The compressed genetic sequence of a single plant can occupy hundreds of gigabytes. Generating such data is becoming cheaper every year - scientists respond by using sequencing technology more often, which increases reliance on robust data processing and management methods. Tracking sample processing requires careful identification and management of individual plants, their associated genotypes, any samples collected from those plants, and the locations of both plants and samples. PFR has developed several software assemblages to address this challenge.

"Kea", a sample handling system developed using the Python-based Django framework and an underlying postgreSQL database, helps users to manage laboratory analysis of plant samples. Kea tracks hundreds of thousands of samples through laboratory processing.
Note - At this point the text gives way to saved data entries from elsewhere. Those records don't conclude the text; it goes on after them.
impl PostingBuilder {
    pub fn new(settings: Arc<SettlementSettings>, ledger: Arc<dyn LedgerPort>, fx: Arc<FxService>) -> Self {
        let credit_notes = CreditNoteService::new(ledger.clone(), settings.accounts.clone());
        Self {
            settings,
            ledger,
            fx,
            credit_notes,
        }
    }

    /// Locate the transfer, aggregate orders and resolve the rate
    ///
    /// `Ok(None)` when the report has no net transfer, which is a no-op.
    pub async fn prepare(&self, report: &SettlementReport) -> PostingResult<Option<PreparedReport>> {
        let Some(transfer) = find_transfer_row(&report.rows) else {
            tracing::info!(report_id = %report.report_id(), "Nothing to post, no net transfer");
            return Ok(None);
        };

        let settlement_currency = transfer
            .currency
            .clone()
            .filter(|c| !c.trim().is_empty())
            .unwrap_or_else(|| self.settings.base_currency.clone())
            .to_uppercase();
        let posting_date = report.posting_date_or(Utc::now().date_naive());
        let aggregates = OrderAggregates::from_rows(&report.rows);

        tracing::debug!(
            report_id = %report.report_id(),
            rows = report.rows.len(),
            sales = %aggregates.total_sales(),
            refunds = %aggregates.total_refunds(),
            "Aggregated settlement orders"
        );

        let rate = self
            .fx
            .get_rate(&settlement_currency, &self.settings.base_currency, posting_date)
            .await?;

        Ok(Some(PreparedReport {
            report_id: report.report_id().to_string(),
            posting_date,
            settlement_currency,
            native_total: transfer.amount,
            rate,
            aggregates,
        }))
    }

    /// Build the first-pass provisional posting for a report
    pub async fn build(&self, report: &SettlementReport) -> PostingResult<Option<BuiltPosting>> {
        let Some(prepared) = self.prepare(report).await? else {
            return Ok(None);
        };
        let accounts = self.settings.accounts.for_currency(&prepared.settlement_currency)?.clone();
        let precision = self.settings.currency_precision;
        let base = self.settings.base_currency.clone();
        let rate = prepared.rate;
        let round = |amount: Decimal| round_money(amount, precision);

        let mut diagnostics = BuildDiagnostics::default();
        let mut lines = Vec::new();

        // (a) clearing
        lines.push(
            PostingLine::new(&accounts.clearing, &prepared.settlement_currency, rate)
                .with_signed_debit(prepared.native_total),
        );

        // (b) sales
        for (order_id, sales) in &prepared.aggregates.sales_totals {
            let mut line = self.ar_line(&accounts, &prepared, order_id, false).with_signed_debit(-*sales);
            match self.open_invoice_reference(order_id).await {
                Ok(reference) => line.reference = reference,
                Err(e) => diagnostics.failures.push(self.order_failure(&prepared, order_id, e.category(), e.to_string())),
            }
            lines.push(line);
        }

        // (c) refunds
        for (order_id, refunds) in &prepared.aggregates.refund_totals {
            let mut line = self.ar_line(&accounts, &prepared, order_id, true).with_signed_debit(*refunds);
            match self.refund_reference(&prepared, order_id).await {
                Ok(reference) => line.reference = reference,
                Err((category, message)) => {
                    diagnostics.failures.push(self.order_failure(&prepared, order_id, category, message))
                }
            }
            lines.push(line);
        }

        // (d) reimbursements
        let reimbursement = round(reimbursement_total(&report.rows) * rate);
        if reimbursement.abs() >= noise_threshold() {
            lines.push(
                PostingLine::new(&self.settings.accounts.reimbursement, &base, Decimal::ONE)
                    .with_signed_debit(-reimbursement),
            );
        }

        // (e) special fees
        let mut special_total = Decimal::ZERO;
        for (desc, native) in special_fee_buckets(&report.rows, &self.settings) {
            let amount = round(native * rate);
            special_total += amount;
            if amount < noise_threshold() {
                continue;
            }
            let Some(account) = self.settings.accounts.special_fees.get(&desc) else {
                continue;
            };
            lines.push(
                PostingLine::new(account, &base, Decimal::ONE)
                    .with_debit(amount)
                    .with_remark(title_case(&desc)),
            );
        }

        // (f) misc fees
        let transfer_base = round(prepared.native_total * rate);
        let order_net_base = round(prepared.aggregates.order_net() * rate);
        let misc = round((order_net_base + reimbursement) - (transfer_base + special_total));
        diagnostics.misc_fees = misc;
        if misc.abs() >= noise_threshold() {
            lines.push(
                PostingLine::new(&self.settings.accounts.misc_fees, &base, Decimal::ONE).with_signed_debit(misc),
            );
        }
        if misc.abs() > self.settings.misc_fee_alert_threshold {
            diagnostics.misc_fee_alert = true;
            tracing::warn!(
                report_id = %prepared.report_id,
                misc_fees = %misc,
                threshold = %self.settings.misc_fee_alert_threshold,
                "Miscellaneous fees exceed alert threshold"
            );
        }

        // (g) rounding
        let diff = round(base_imbalance(&lines));
        diagnostics.imbalance = diff;
        if !diff.is_zero() {
            if diff.abs() > self.settings.large_imbalance_threshold {
                diagnostics.large_imbalance = true;
                tracing::warn!(
                    report_id = %prepared.report_id,
                    imbalance = %diff,
                    category = %ErrorCategory::BusinessRule,
                    "Large imbalance in base currency, manual review needed"
                );
            }
            lines.push(
                PostingLine::new(&self.settings.accounts.round_off, &base, Decimal::ONE)
                    .with_signed_debit(-diff)
                    .with_remark(BUILD_ROUNDING_REMARK),
            );
        }

        flag_advances(&mut lines);

        let deposit_at = report.header.deposit_at.or_else(|| {
            prepared
                .posting_date
                .and_hms_opt(0, 0, 0)
                .map(|dt| dt.and_utc())
        });
        let multi_currency = !is_base_currency_only(&lines, &base);
        let mut draft = PostingDraft {
            report_id: prepared.report_id.clone(),
            posting_date: prepared.posting_date,
            deposit_at,
            remark: report.header.period_remark(),
            multi_currency,
            lines,
        };
        draft.renumber();

        tracing::info!(
            report_id = %prepared.report_id,
            lines = draft.lines.len(),
            currency = %prepared.settlement_currency,
            rate = %rate,
            misc_fees = %misc,
            failures = diagnostics.failures.len(),
            "Built provisional posting"
        );

        Ok(Some(BuiltPosting {
            draft,
            diagnostics,
            prepared,
        }))
    }

    fn ar_line(&self, accounts: &CurrencyAccounts, prepared: &PreparedReport, order_id: &str, refund: bool) -> PostingLine {
        let (marketplace, merchant_order_id) = prepared.aggregates.marketplace_fields(order_id);
        let stamp = MarketplaceStamp::for_order(&marketplace, &merchant_order_id, refund);
        let mut line = PostingLine::new(&accounts.debtors, &prepared.settlement_currency, prepared.rate);
        line.party = Some(Party::customer(&accounts.customer));
        line.order_id = Some(order_id.to_string());
        line.merchant_order_id = stamp.merchant_order_id;
        line.remark = stamp.remark;
        line
    }

    async fn open_invoice_reference(&self, order_id: &str) -> Result<Option<DocumentRef>, LedgerError> {
        let open = self
            .ledger
            .query_open_documents(order_id, DocumentKind::SalesInvoice)
            .await?;
        Ok(open.first().map(|doc| doc.to_ref()))
    }

    async fn refund_reference(
        &self,
        prepared: &PreparedReport,
        order_id: &str,
    ) -> Result<Option<DocumentRef>, (ErrorCategory, String)> {
        let invoice = self
            .ledger
            .latest_sales_invoice(order_id)
            .await
            .map_err(|e| (e.category(), e.to_string()))?;
        let Some(invoice) = invoice else {
            return Ok(None);
        };

        let refund_rows = prepared.aggregates.refund_rows(order_id);
        if refund_rows.is_empty() {
            return Ok(None);
        }
        let (marketplace, merchant_order_id) = prepared.aggregates.marketplace_fields(order_id);
        let ctx = RefundContext {
            report_id: &prepared.report_id,
            order_id,
            posting_date: prepared.posting_date,
            marketplace_name: &marketplace,
            merchant_order_id: &merchant_order_id,
            refund_rows: &refund_rows,
        };

        self.credit_notes
            .ensure_credit_note(&invoice, &ctx)
            .await
            .map(|doc| doc.map(|d| d.to_ref()))
            .map_err(|e| (e.category(), e.to_string()))
    }

    fn order_failure(&self, prepared: &PreparedReport, order_id: &str, category: ErrorCategory, message: String) -> OrderFailure {
        tracing::error!(
            report_id = %prepared.report_id,
            order_id = %order_id,
            category = %category,
            error = %message,
            "Order reference failed, leaving AR line unreferenced"
        );
        OrderFailure {
            order_id: order_id.to_string(),
            category,
            message,
        }
    }
}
It uses Elastic Search for scalable indexing to provide rapid response times for data filtering and reporting.

"powerPlant" provides scientists with the tools carry out their own bioinformatics (the science of managing and analyzing genetic data) using open source analysis tools such as Galaxy, Ensembl, and R-Studio. powerPlant employs the open source job scheduler OpenLava to allocate processing tasks from front end web servers to back end processing nodes and databases.

Open data directives like the New Zealand Government Open Access and Licensing framework (NZGOAL), Reproducible Research, and the desire to collaborate with other organisations led PFR to establish scinet.org.nz to share data sets. Each data set has a MediaWiki instance for commentary and content management, coupled with a data browsing application such as GBrowse, for manipulating and displaying annotations on genomes.

PFR now has a single 300 TB file system capable of storing large datasets, but we currently lack smart ways of processing them. We use a range of Linux-based servers with RAM ranging from 84 GB to 4 TB with 8 to 160 hyper-threaded CPU cores. Typical analyses can fully utilize even the largest of these servers. Much of current Information Technology industry activity is about "dividing the hardware" or even the OS itself into tinier chunks. In contrast, we need to identify how to divide a single process and distribute it across multiple servers to maximize resource use. Standards like Open MPI are only partially adopted and numerous bioinformatics applications don't utilize processors across multiple servers.

In the future we plan to explore using systems like iRods to automate file and metadata handling, and perhaps enable asynchronous integrations with national processing facilities like NeSI.

Zane Gilmore

Zane is a developer and computer consultant for scientists working for the Plant and Food Research Institute. He writes software (mostly in Python) and advises scientists on how to facilitate their science. He has worked as a developer since 2000 after he got a degree in Computer Science at University of Canterbury.